* Work request *
Using the data below, return the stretch from the line that contains "camera failed to" through the line that contains "(false, false) =>", both included, exactly as it stands and nothing beyond it.

Stored data:
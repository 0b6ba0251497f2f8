//! Logging setup

use tracing::subscriber::SetGlobalDefaultError;
use tracing::Level;
use tracing_subscriber::FmtSubscriber;

/// Install the global subscriber, plain text or one JSON object per line
pub fn init_logging(level: Level, json: bool) -> Result<(), SetGlobalDefaultError> {
    let builder = FmtSubscriber::builder()
        .with_max_level(level)
        .with_target(true);

    if json {
        tracing::subscriber::set_global_default(builder.json().finish())
    } else {
        tracing::subscriber::set_global_default(builder.finish())
    }
}
//! System orchestration
//!
//! Brings the pipelines up in order (cameras, display, telemetry, recording)
//! and takes them down in reverse. Each subsystem degrades on its own: a
//! missing camera, font, display or GPS is logged and the rest keeps going.

use crate::config::DashcamConfig;
use crate::devices::Devices;
use camera_capture::{CameraRole, FrameBus};
use display::{
    create_backend, DisplayStats, OverlayCache, OverlayConfig, RenderLoop, TextOverlayRenderer,
    TransformStage,
};
use recorder::{
    spawn_capture_loop, CameraRecorder, CameraStats, Clock, DiskGuardian, RecorderError,
    RecordingGroup, RecoveryManager, SegmentScheduler, SharedRecorder, StatvfsUsage, SystemClock,
};
use std::fmt;
use std::sync::{Arc, Mutex, PoisonError};
use telemetry::{spawn_gps_feed, spawn_vehicle_feed, CanStatus, GpsStatus, TelemetryBoard};
use thiserror::Error;
use tracing::{error, info, warn};
use worker::{WorkerError, WorkerSet, DEFAULT_JOIN_TIMEOUT};

/// Startup failures
#[derive(Error, Debug)]
pub enum SystemError {
    #[error("No camera could be initialized")]
    NoCamera,

    #[error("{0} camera failed to initialize and single-camera operation is disabled")]
    CameraRequired(CameraRole),

    #[error("Recorder error: {0}")]
    Recorder(#[from] RecorderError),

    #[error(transparent)]
    Worker(#[from] WorkerError),

    #[error("I/O error: {0}")]
    Io(#[from] std::io::Error),
}

/// Snapshot for the periodic status line
#[derive(Debug, Clone)]
pub struct SystemStatus {
    pub cameras: Vec<CameraStats>,
    pub display: Option<DisplayStats>,
    pub gps: GpsStatus,
    pub can: Option<CanStatus>,
}

impl fmt::Display for SystemStatus {
    fn fmt(&self, f: &mut fmt::Formatter<'_>) -> fmt::Result {
        for camera in &self.cameras {
            let state = match (camera.ready, camera.recording) {
                (_, true) => "recording",
                (true, false) => "ready",
                (false, false) => "down",
            };
            write!(f, "{}: {} ({} frames) | ", camera.role, state, camera.frames_captured)?;
        }
        match &self.display {
            Some(d) => {
                write!(f, "display: {} frames @ {:.1} FPS", d.frames_presented, d.actual_fps)?;
                if d.frames_failed > 0 {
                    write!(f, " ({} failed)", d.frames_failed)?;
                }
                write!(f, " | ")?;
            }
            None => write!(f, "display: off | ")?,
        }
        match self.gps.speed() {
            Some(mph) => write!(f, "GPS: {:.1} mph", mph)?,
            None => write!(f, "GPS: no fix")?,
        }
        if let Some(can) = self.can {
            write!(f, " | {}", can.label())?;
        }
        Ok(())
    }
}

/// The running dashcam
pub struct DashcamSystem {
    group: Arc<RecordingGroup>,
    board: Arc<TelemetryBoard>,
    display_stats: Option<Arc<Mutex<DisplayStats>>>,
    display_workers: WorkerSet,
    telemetry_workers: WorkerSet,
    recorder_workers: WorkerSet,
}

impl DashcamSystem {
    /// Bring everything up. `config` must already be validated.
    pub fn start(config: &DashcamConfig, devices: &dyn Devices) -> Result<Self, SystemError> {
        let paths = config.recording.paths();
        paths.create()?;
        paths.archive_leftovers()?;
        info!("Video directory: {}", paths.root.display());

        let clock: Arc<dyn Clock> = Arc::new(SystemClock::new());
        let group = Arc::new(init_cameras(config, devices, clock.clone())?);
        let bus = Arc::new(FrameBus::new());
        let board = Arc::new(TelemetryBoard::new());

        let mut display_workers = WorkerSet::new();
        let mut telemetry_workers = WorkerSet::new();
        let mut recorder_workers = WorkerSet::new();

        let display_stats = start_display(
            config,
            &group,
            &bus,
            &board,
            &mut display_workers,
            &mut recorder_workers,
        )?;

        start_telemetry(config, devices, &board, &mut telemetry_workers)?;

        if group.start_all() {
            info!("Recording started");
        } else {
            warn!("No camera is recording");
        }
        SegmentScheduler::new(&config.recording, clock).spawn(&mut recorder_workers, group.clone())?;

        let guardian = DiskGuardian::new(config.disk.clone(), paths, Box::new(StatvfsUsage));
        if let Err(e) = guardian.check() {
            warn!("Initial disk check failed: {}", e);
        }
        guardian.spawn(&mut recorder_workers)?;

        info!("Dashcam running");
        Ok(Self {
            group,
            board,
            display_stats,
            display_workers,
            telemetry_workers,
            recorder_workers,
        })
    }

    pub fn status(&self) -> SystemStatus {
        SystemStatus {
            cameras: self.group.stats(),
            display: self
                .display_stats
                .as_ref()
                .map(|s| s.lock().unwrap_or_else(PoisonError::into_inner).clone()),
            gps: self.board.gps(),
            can: self.board.can_status(),
        }
    }

    pub fn is_recording(&self) -> bool {
        self.group.refresh_flag()
    }

    /// Stop recording, then telemetry, then the display.
    ///
    /// Returns the number of threads that missed their join deadline.
    pub fn shutdown(mut self) -> usize {
        info!("Shutting down...");
        let mut stuck = self.recorder_workers.shutdown(DEFAULT_JOIN_TIMEOUT);
        self.group.close_all();
        stuck += self.telemetry_workers.shutdown(DEFAULT_JOIN_TIMEOUT);
        stuck += self.display_workers.shutdown(DEFAULT_JOIN_TIMEOUT);
        if stuck > 0 {
            warn!("{} threads did not stop in time", stuck);
        }
        info!("Shutdown complete");
        stuck
    }
}

fn init_cameras(
    config: &DashcamConfig,
    devices: &dyn Devices,
    clock: Arc<dyn Clock>,
) -> Result<RecordingGroup, SystemError> {
    let paths = config.recording.paths();
    let mut group = RecordingGroup::new();
    let mut failed = Vec::new();

    for camera in config.cameras.enabled() {
        let mut recorder =
            CameraRecorder::new(camera.clone(), devices.camera(camera), paths.clone(), clock.clone());
        match recorder.init() {
            Ok(()) => {
                group.add(recorder);
            }
            Err(e) => {
                warn!("Skipping {} camera: {}", camera.role, e);
                failed.push(camera.role);
            }
        }
    }

    if group.is_empty() {
        return Err(SystemError::NoCamera);
    }
    if let Some(&role) = failed.first() {
        if !config.recording.continue_on_single_camera {
            group.close_all();
            return Err(SystemError::CameraRequired(role));
        }
        warn!("Continuing with a single camera");
    }
    Ok(group)
}

/// Configured display camera, else whichever camera came up
fn display_camera(group: &RecordingGroup, preferred: CameraRole) -> Option<SharedRecorder> {
    if let Some(recorder) = group.find(preferred) {
        return Some(recorder);
    }
    let fallback = group.recorders().first().cloned()?;
    let role = fallback.lock().unwrap_or_else(PoisonError::into_inner).role();
    warn!("{} camera unavailable, displaying {} camera", preferred, role);
    Some(fallback)
}

fn build_overlay(config: &OverlayConfig) -> Option<OverlayCache> {
    if !config.enabled {
        return None;
    }
    match TextOverlayRenderer::load(config) {
        Ok(renderer) => Some(OverlayCache::new(Box::new(renderer))),
        Err(e) => {
            warn!("Overlay disabled: {}", e);
            None
        }
    }
}

fn start_display(
    config: &DashcamConfig,
    group: &RecordingGroup,
    bus: &Arc<FrameBus>,
    board: &Arc<TelemetryBoard>,
    display_workers: &mut WorkerSet,
    recorder_workers: &mut WorkerSet,
) -> Result<Option<Arc<Mutex<DisplayStats>>>, SystemError> {
    if !config.display.enabled {
        info!("Display disabled");
        return Ok(None);
    }
    let Some(recorder) = display_camera(group, config.display.camera) else {
        return Ok(None);
    };

    let (camera, hardware_applied) = {
        let recorder = recorder.lock().unwrap_or_else(PoisonError::into_inner);
        (recorder.config().clone(), recorder.hardware_transform_applied())
    };
    let transform = TransformStage::new(
        camera.rotation,
        camera.hflip,
        camera.vflip,
        config.display.mirror_mode,
    )
    .with_hardware_applied(hardware_applied);

    let mut render = RenderLoop::new(
        config.display.clone(),
        bus.clone(),
        transform,
        create_backend(&config.display),
    )
    .with_recording_flag(group.recording_flag())
    .with_telemetry(board.clone());
    if let Some(cache) = build_overlay(&config.overlay) {
        render = render.with_overlay(cache, config.overlay.clone());
    }

    match render.start() {
        Ok(surface) => info!(
            "Display ready on {}: {}x{} showing {} camera",
            render.backend_name(),
            surface.width,
            surface.height,
            camera.role
        ),
        Err(e) => {
            error!("Display unavailable, continuing without it: {}", e);
            return Ok(None);
        }
    }

    let stats = render.stats_handle();
    render.spawn(display_workers)?;
    spawn_capture_loop(
        recorder_workers,
        recorder,
        bus.clone(),
        RecoveryManager::new(config.recovery.clone()),
    )?;
    Ok(Some(stats))
}

fn start_telemetry(
    config: &DashcamConfig,
    devices: &dyn Devices,
    board: &Arc<TelemetryBoard>,
    workers: &mut WorkerSet,
) -> Result<(), WorkerError> {
    let telemetry = &config.telemetry;
    if telemetry.gps_enabled {
        spawn_gps_feed(workers, telemetry, board.clone())?;
    }
    if telemetry.can_enabled {
        match devices.vehicle_bus() {
            Some(bus) => spawn_vehicle_feed(workers, telemetry, bus, board.clone())?,
            None => warn!("CAN enabled but no vehicle bus is available"),
        }
    }
    Ok(())
}
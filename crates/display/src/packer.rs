//! RGB24 to surface pixel format packing
//!
//! The hottest per-pixel loop in the pipeline. Packing writes into a buffer
//! allocated once per display session.

use serde::{Deserialize, Serialize};

/// Native pixel format of a presentation surface
#[derive(Debug, Clone, Copy, PartialEq, Eq, Serialize, Deserialize)]
#[serde(rename_all = "lowercase")]
pub enum PixelFormat {
    /// 16-bit 5:6:5, little-endian
    Rgb565,
    /// 32-bit, top byte zero, little-endian
    Xrgb8888,
}

impl PixelFormat {
    pub fn bytes_per_pixel(&self) -> usize {
        match self {
            PixelFormat::Rgb565 => 2,
            PixelFormat::Xrgb8888 => 4,
        }
    }
}

#[inline]
pub fn rgb565(r: u8, g: u8, b: u8) -> u16 {
    ((r as u16 >> 3) << 11) | ((g as u16 >> 2) << 5) | (b as u16 >> 3)
}

#[inline]
pub fn xrgb8888(r: u8, g: u8, b: u8) -> u32 {
    ((r as u32) << 16) | ((g as u32) << 8) | b as u32
}

/// Pack RGB24 into RGB565. Stops at whichever buffer runs out first.
pub fn pack_rgb565(rgb: &[u8], out: &mut [u8]) {
    for (src, dst) in rgb.chunks_exact(3).zip(out.chunks_exact_mut(2)) {
        dst.copy_from_slice(&rgb565(src[0], src[1], src[2]).to_le_bytes());
    }
}

/// Pack RGB24 into XRGB8888. Stops at whichever buffer runs out first.
pub fn pack_xrgb8888(rgb: &[u8], out: &mut [u8]) {
    for (src, dst) in rgb.chunks_exact(3).zip(out.chunks_exact_mut(4)) {
        dst.copy_from_slice(&xrgb8888(src[0], src[1], src[2]).to_le_bytes());
    }
}

/// Reusable packing buffer for one surface
pub struct Packer {
    format: PixelFormat,
    pixels: usize,
    buffer: Vec<u8>,
}

impl Packer {
    pub fn new(format: PixelFormat, width: u32, height: u32) -> Self {
        let pixels = width as usize * height as usize;
        Self {
            format,
            pixels,
            buffer: vec![0; pixels * format.bytes_per_pixel()],
        }
    }

    pub fn format(&self) -> PixelFormat {
        self.format
    }

    /// Packed frame length in bytes
    pub fn len(&self) -> usize {
        self.buffer.len()
    }

    pub fn is_empty(&self) -> bool {
        self.buffer.is_empty()
    }

    /// Pack `rgb` into the session buffer.
    ///
    /// Pixels beyond the end of a short input are left black.
    pub fn pack(&mut self, rgb: &[u8]) -> &[u8] {
        let covered = (rgb.len() / 3).min(self.pixels);
        match self.format {
            PixelFormat::Rgb565 => pack_rgb565(rgb, &mut self.buffer),
            PixelFormat::Xrgb8888 => pack_xrgb8888(rgb, &mut self.buffer),
        }
        self.buffer[covered * self.format.bytes_per_pixel()..].fill(0);
        &self.buffer
    }

    /// All-black packed frame
    pub fn black(&mut self) -> &[u8] {
        self.buffer.fill(0);
        &self.buffer
    }

    /// Last packed frame
    pub fn packed(&self) -> &[u8] {
        &self.buffer
    }
}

* Task output *
    #[error("{0} camera failed to initialize and single-camera operation is disabled")]
    CameraRequired(CameraRole),

    #[error("Recorder error: {0}")]
    Recorder(#[from] RecorderError),

    #[error(transparent)]
    Worker(#[from] WorkerError),

    #[error("I/O error: {0}")]
    Io(#[from] std::io::Error),
}

/// Snapshot for the periodic status line
#[derive(Debug, Clone)]
pub struct SystemStatus {
    pub cameras: Vec<CameraStats>,
    pub display: Option<DisplayStats>,
    pub gps: GpsStatus,
    pub can: Option<CanStatus>,
}

impl fmt::Display for SystemStatus {
    fn fmt(&self, f: &mut fmt::Formatter<'_>) -> fmt::Result {
        for camera in &self.cameras {
            let state = match (camera.ready, camera.recording) {
                (_, true) => "recording",
                (true, false) => "ready",
                (false, false) => "down",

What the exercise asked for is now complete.